Each line of the data should be duplicated precisely.

━━━ Data ━━━

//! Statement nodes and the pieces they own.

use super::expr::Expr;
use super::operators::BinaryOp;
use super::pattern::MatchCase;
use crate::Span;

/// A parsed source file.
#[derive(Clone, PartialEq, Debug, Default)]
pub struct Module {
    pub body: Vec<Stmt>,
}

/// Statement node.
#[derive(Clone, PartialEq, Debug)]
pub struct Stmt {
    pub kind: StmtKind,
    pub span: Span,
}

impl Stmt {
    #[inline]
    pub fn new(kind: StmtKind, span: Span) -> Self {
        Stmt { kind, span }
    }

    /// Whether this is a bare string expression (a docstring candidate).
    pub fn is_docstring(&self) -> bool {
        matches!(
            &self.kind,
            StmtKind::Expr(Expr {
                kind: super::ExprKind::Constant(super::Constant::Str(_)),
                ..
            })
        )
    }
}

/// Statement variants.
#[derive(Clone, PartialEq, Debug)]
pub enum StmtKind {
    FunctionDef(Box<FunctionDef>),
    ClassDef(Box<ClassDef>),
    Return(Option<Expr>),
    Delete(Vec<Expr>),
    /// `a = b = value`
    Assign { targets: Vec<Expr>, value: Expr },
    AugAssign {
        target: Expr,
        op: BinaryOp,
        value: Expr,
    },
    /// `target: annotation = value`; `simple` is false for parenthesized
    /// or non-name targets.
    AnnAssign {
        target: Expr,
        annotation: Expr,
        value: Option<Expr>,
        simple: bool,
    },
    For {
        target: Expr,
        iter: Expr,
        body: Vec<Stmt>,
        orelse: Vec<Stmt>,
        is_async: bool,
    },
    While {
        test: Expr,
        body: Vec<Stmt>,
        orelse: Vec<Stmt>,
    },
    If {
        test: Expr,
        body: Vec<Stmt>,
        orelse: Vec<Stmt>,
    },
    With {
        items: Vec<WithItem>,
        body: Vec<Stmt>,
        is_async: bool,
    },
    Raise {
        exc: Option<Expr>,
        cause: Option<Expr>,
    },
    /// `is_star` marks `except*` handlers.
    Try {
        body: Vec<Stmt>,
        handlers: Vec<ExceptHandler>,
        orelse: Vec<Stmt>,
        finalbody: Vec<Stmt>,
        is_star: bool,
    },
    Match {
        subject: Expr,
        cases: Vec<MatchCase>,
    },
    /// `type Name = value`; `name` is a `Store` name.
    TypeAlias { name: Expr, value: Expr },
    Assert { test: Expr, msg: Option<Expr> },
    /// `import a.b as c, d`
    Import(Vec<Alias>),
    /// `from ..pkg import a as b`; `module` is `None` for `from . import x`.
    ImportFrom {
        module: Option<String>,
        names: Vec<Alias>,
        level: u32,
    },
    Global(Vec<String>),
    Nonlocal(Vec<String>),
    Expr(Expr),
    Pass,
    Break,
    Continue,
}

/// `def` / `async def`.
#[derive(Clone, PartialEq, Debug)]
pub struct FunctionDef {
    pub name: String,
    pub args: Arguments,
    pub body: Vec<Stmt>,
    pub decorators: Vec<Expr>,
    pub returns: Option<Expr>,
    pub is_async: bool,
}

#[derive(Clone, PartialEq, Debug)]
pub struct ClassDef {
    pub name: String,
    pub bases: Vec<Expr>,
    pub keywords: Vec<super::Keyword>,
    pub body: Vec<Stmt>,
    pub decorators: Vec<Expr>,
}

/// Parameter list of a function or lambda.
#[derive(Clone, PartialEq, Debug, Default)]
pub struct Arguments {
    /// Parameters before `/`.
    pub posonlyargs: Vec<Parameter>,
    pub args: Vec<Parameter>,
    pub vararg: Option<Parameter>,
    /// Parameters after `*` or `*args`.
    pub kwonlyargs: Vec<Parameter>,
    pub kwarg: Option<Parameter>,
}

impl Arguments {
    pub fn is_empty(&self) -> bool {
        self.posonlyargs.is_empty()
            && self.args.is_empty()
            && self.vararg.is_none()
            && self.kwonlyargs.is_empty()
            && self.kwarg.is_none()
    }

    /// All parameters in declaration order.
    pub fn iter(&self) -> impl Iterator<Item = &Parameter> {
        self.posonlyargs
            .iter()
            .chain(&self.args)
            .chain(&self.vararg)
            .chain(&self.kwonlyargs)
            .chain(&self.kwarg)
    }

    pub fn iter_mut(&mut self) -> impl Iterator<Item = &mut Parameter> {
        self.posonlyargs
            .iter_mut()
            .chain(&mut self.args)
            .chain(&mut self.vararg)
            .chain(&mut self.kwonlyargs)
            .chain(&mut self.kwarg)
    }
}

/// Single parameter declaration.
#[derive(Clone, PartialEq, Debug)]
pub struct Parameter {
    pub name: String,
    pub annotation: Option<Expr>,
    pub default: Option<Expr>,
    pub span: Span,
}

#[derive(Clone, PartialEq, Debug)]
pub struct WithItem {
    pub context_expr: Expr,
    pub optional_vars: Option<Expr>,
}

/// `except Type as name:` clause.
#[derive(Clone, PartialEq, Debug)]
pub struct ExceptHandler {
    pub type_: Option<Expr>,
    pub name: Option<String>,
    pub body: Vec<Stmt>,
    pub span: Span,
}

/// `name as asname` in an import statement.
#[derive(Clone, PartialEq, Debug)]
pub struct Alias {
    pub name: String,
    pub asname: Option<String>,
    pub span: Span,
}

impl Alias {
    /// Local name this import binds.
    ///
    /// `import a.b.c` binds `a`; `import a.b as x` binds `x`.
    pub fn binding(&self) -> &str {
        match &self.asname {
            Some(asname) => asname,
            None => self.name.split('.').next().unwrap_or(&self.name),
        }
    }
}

━━━

Exercise output:
//! Statement nodes and the pieces they own.

use super::expr::Expr;
use super::operators::BinaryOp;
use super::pattern::MatchCase;
use crate::Span;

/// A parsed source file.
#[derive(Clone, PartialEq, Debug, Default)]
pub struct Module {
    pub body: Vec<Stmt>,
}

/// Statement node.
#[derive(Clone, PartialEq, Debug)]
pub struct Stmt {
    pub kind: StmtKind,
    pub span: Span,
}

impl Stmt {
    #[inline]
    pub fn new(kind: StmtKind, span: Span) -> Self {
        Stmt { kind, span }
    }

    /// Whether this is a bare string expression (a docstring candidate).
    pub fn is_docstring(&self) -> bool {
        matches!(
            &self.kind,
            StmtKind::Expr(Expr {
                kind: super::ExprKind::Constant(super::Constant::Str(_)),
                ..
            })
        )
    }
}

/// Statement variants.
#[derive(Clone, PartialEq, Debug)]
pub enum StmtKind {
    FunctionDef(Box<FunctionDef>),
    ClassDef(Box<ClassDef>),
    Return(Option<Expr>),
    Delete(Vec<Expr>),
    /// `a = b = value`
    Assign { targets: Vec<Expr>, value: Expr },
    AugAssign {
        target: Expr,
        op: BinaryOp,
        value: Expr,
    },
    /// `target: annotation = value`; `simple` is false for parenthesized
    /// or non-name targets.
    AnnAssign {
        target: Expr,
        annotation: Expr,
        value: Option<Expr>,
        simple: bool,
    },
    For {
        target: Expr,
        iter: Expr,
        body: Vec<Stmt>,
        orelse: Vec<Stmt>,
        is_async: bool,
    },
    While {
        test: Expr,
        body: Vec<Stmt>,
        orelse: Vec<Stmt>,
    },
    If {
        test: Expr,
        body: Vec<Stmt>,
        orelse: Vec<Stmt>,
    },
    With {
        items: Vec<WithItem>,
        body: Vec<Stmt>,
        is_async: bool,
    },
    Raise {
        exc: Option<Expr>,
        cause: Option<Expr>,
    },
    /// `is_star` marks `except*` handlers.
    Try {
        body: Vec<Stmt>,
        handlers: Vec<ExceptHandler>,
        orelse: Vec<Stmt>,
        finalbody: Vec<Stmt>,
        is_star: bool,
    },
    Match {
        subject: Expr,
        cases: Vec<MatchCase>,
    },
    /// `type Name = value`; `name` is a `Store` name.
    TypeAlias { name: Expr, value: Expr },
    Assert { test: Expr, msg: Option<Expr> },
    /// `import a.b as c, d`
    Import(Vec<Alias>),
    /// `from ..pkg import a as b`; `module` is `None` for `from . import x`.
    ImportFrom {
        module: Option<String>,
        names: Vec<Alias>,
        level: u32,
    },
    Global(Vec<String>),
    Nonlocal(Vec<String>),
    Expr(Expr),
    Pass,
    Break,
    Continue,
}

/// `def` / `async def`.
#[derive(Clone, PartialEq, Debug)]
pub struct FunctionDef {
    pub name: String,
    pub args: Arguments,
    pub body: Vec<Stmt>,
    pub decorators: Vec<Expr>,
    pub returns: Option<Expr>,
    pub is_async: bool,
}

#[derive(Clone, PartialEq, Debug)]
pub struct ClassDef {
    pub name: String,
    pub bases: Vec<Expr>,
    pub keywords: Vec<super::Keyword>,
    pub body: Vec<Stmt>,
    pub decorators: Vec<Expr>,
}

/// Parameter list of a function or lambda.
#[derive(Clone, PartialEq, Debug, Default)]
pub struct Arguments {
    /// Parameters before `/`.
    pub posonlyargs: Vec<Parameter>,
    pub args: Vec<Parameter>,
    pub vararg: Option<Parameter>,
    /// Parameters after `*` or `*args`.
    pub kwonlyargs: Vec<Parameter>,
    pub kwarg: Option<Parameter>,
}

impl Arguments {
    pub fn is_empty(&self) -> bool {
        self.posonlyargs.is_empty()
            && self.args.is_empty()
            && self.vararg.is_none()
            && self.kwonlyargs.is_empty()
            && self.kwarg.is_none()
    }

    /// All parameters in declaration order.
    pub fn iter(&self) -> impl Iterator<Item = &Parameter> {
        self.posonlyargs
            .iter()
            .chain(&self.args)
            .chain(&self.vararg)
            .chain(&self.kwonlyargs)
            .chain(&self.kwarg)
    }

    pub fn iter_mut(&mut self) -> impl Iterator<Item = &mut Parameter> {
        self.posonlyargs
            .iter_mut()
            .chain(&mut self.args)
            .chain(&mut self.vararg)
            .chain(&mut self.kwonlyargs)
            .chain(&mut self.kwarg)
    }
}

/// Single parameter declaration.
#[derive(Clone, PartialEq, Debug)]
pub struct Parameter {
    pub name: String,
    pub annotation: Option<Expr>,
    pub default: Option<Expr>,
    pub span: Span,
}

#[derive(Clone, PartialEq, Debug)]
pub struct WithItem {
    pub context_expr: Expr,
    pub optional_vars: Option<Expr>,
}

/// `except Type as name:` clause.
#[derive(Clone, PartialEq, Debug)]
pub struct ExceptHandler {
    pub type_: Option<Expr>,
    pub name: Option<String>,
    pub body: Vec<Stmt>,
    pub span: Span,
}

/// `name as asname` in an import statement.
#[derive(Clone, PartialEq, Debug)]
pub struct Alias {
    pub name: String,
    pub asname: Option<String>,
    pub span: Span,
}

impl Alias {
    /// Local name this import binds.
    ///
    /// `import a.b.c` binds `a`; `import a.b as x` binds `x`.
    pub fn binding(&self) -> &str {
        match &self.asname {
            Some(asname) => asname,
            None => self.name.split('.').next().unwrap_or(&self.name),
        }
    }
}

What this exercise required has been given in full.